━━━━━ Available data

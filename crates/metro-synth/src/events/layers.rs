//! Layer recipes shared by several builders.

use crate::rng::Draws;
use core::f32::consts::TAU;
use libm::sinf;
use metro_core::{
    ClickInterval, ClickShape, Envelope, Lfo, LfoWaveform, NoiseBand, SampleBuffer,
    amplitude_modulate, envelope_apply, noise, periodic_click, samples_for,
};

/// Standard rail length between joints.
pub(super) const RAIL_LENGTH_M: f32 = 18.0;
/// Distance between the two axles of a bogie.
pub(super) const AXLE_SPACING_M: f32 = 2.5;

/// Swell in, hold, swell out.
fn swell() -> Envelope {
    Envelope::Breakpoints(vec![(0.0, 0.0), (0.2, 1.0), (0.8, 1.0), (1.0, 0.0)])
}

/// Low tunnel rumble, 40–150 Hz.
pub(super) fn rumble(duration: f32, sr: f32, amplitude: f32, seed: u64) -> SampleBuffer {
    noise(duration, sr, NoiseBand::band(40.0, 150.0), amplitude, seed)
}

/// Double clicks at each rail joint; silent when stationary.
pub(super) fn rail_joints(
    duration: f32,
    sr: f32,
    speed_kmh: f32,
    amplitude: f32,
    seed: u64,
) -> SampleBuffer {
    let mps = (speed_kmh / 3.6).max(0.1);
    let interval = ClickInterval::SpeedScaled {
        spacing_m: RAIL_LENGTH_M,
        speed_kmh,
    };
    let shape = ClickShape::Double {
        spacing_secs: (AXLE_SPACING_M / mps).min(0.25),
        decay_secs: 0.006,
    };
    periodic_click(duration, sr, interval, shape, amplitude, seed)
}

/// Sine whose pitch wanders ±`depth` (a fraction of `base_hz`) at `rate_hz`.
pub(super) fn vibrato_tone(
    duration: f32,
    sr: f32,
    base_hz: f32,
    rate_hz: f32,
    depth: f32,
    amplitude: f32,
    lfo_phase: f32,
) -> SampleBuffer {
    let len = samples_for(duration, sr);
    let mut lfo = Lfo::new(sr, rate_hz).with_phase(lfo_phase);
    let mut phase = 0.0f32;
    SampleBuffer::from_fn(len, sr, |_| {
        let freq = base_hz * (1.0 + depth * lfo.next());
        let out = sinf(TAU * phase);
        phase = (phase + freq / sr).fract();
        out * amplitude
    })
}

/// Cluster of inharmonic partials with vibrato and a pulsing swell.
///
/// Used for both flange squeal (curves) and brake squeal.
pub(super) fn squeal(
    duration: f32,
    sr: f32,
    partials_hz: &[f32],
    pulse_hz: f32,
    level: f32,
    draws: &mut Draws,
) -> SampleBuffer {
    let len = samples_for(duration, sr);
    let mut acc = vec![0.0f32; len];
    let count = partials_hz.len().max(1) as f32;
    for (i, &base) in partials_hz.iter().enumerate() {
        let jitter = draws.uniform(0.97, 1.03);
        let vib_rate = draws.uniform(4.5, 7.0);
        let vib_phase = draws.uniform(0.0, 1.0);
        // Upper partials are progressively quieter.
        let weight = 1.0 / (1.0 + i as f32 * 0.6);
        let tone = vibrato_tone(
            duration,
            sr,
            base * jitter,
            vib_rate,
            0.012,
            weight / count,
            vib_phase,
        );
        for (a, s) in acc.iter_mut().zip(tone.samples()) {
            *a += s;
        }
    }
    let pulse_phase = draws.uniform(0.0, 1.0);
    let body = SampleBuffer::from_vec(acc, sr).normalized(level);
    let pulsed = amplitude_modulate(body, pulse_hz, 0.6, LfoWaveform::Sine, pulse_phase);
    envelope_apply(pulsed, &swell())
}

/// Traction loss: a rapidly frequency-modulated tone over chattering grit.
pub(super) fn wheel_slip(duration: f32, sr: f32, level: f32, draws: &mut Draws) -> SampleBuffer {
    let carrier = draws.uniform(1000.0, 1250.0);
    let fm_rate = draws.uniform(18.0, 28.0);
    let chatter_rate = draws.uniform(14.0, 20.0);
    let grit_seed = draws.seed();

    let tone = vibrato_tone(duration, sr, carrier, fm_rate, 0.27, level * 0.6, 0.0);
    let grit = noise(duration, sr, NoiseBand::band(200.0, 800.0), level * 0.6, grit_seed);
    let grit = amplitude_modulate(grit, chatter_rate, 0.9, LfoWaveform::Square, 0.0);
    let mixed = SampleBuffer::from_fn(tone.len(), sr, |n| {
        tone.samples()[n] + grit.samples().get(n).copied().unwrap_or(0.0)
    });
    envelope_apply(mixed, &Envelope::fade(0.05))
}

/// Low-speed grinding, 60–300 Hz.
pub(super) fn grinding(duration: f32, sr: f32, amplitude: f32, seed: u64) -> SampleBuffer {
    noise(duration, sr, NoiseBand::band(60.0, 300.0), amplitude, seed)
}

━━━━━━━━━━

▶ _What to do_: Once every line of the listing that contains "level" has been counted, give the total and nothing else.

▶ _Exercise response_: 5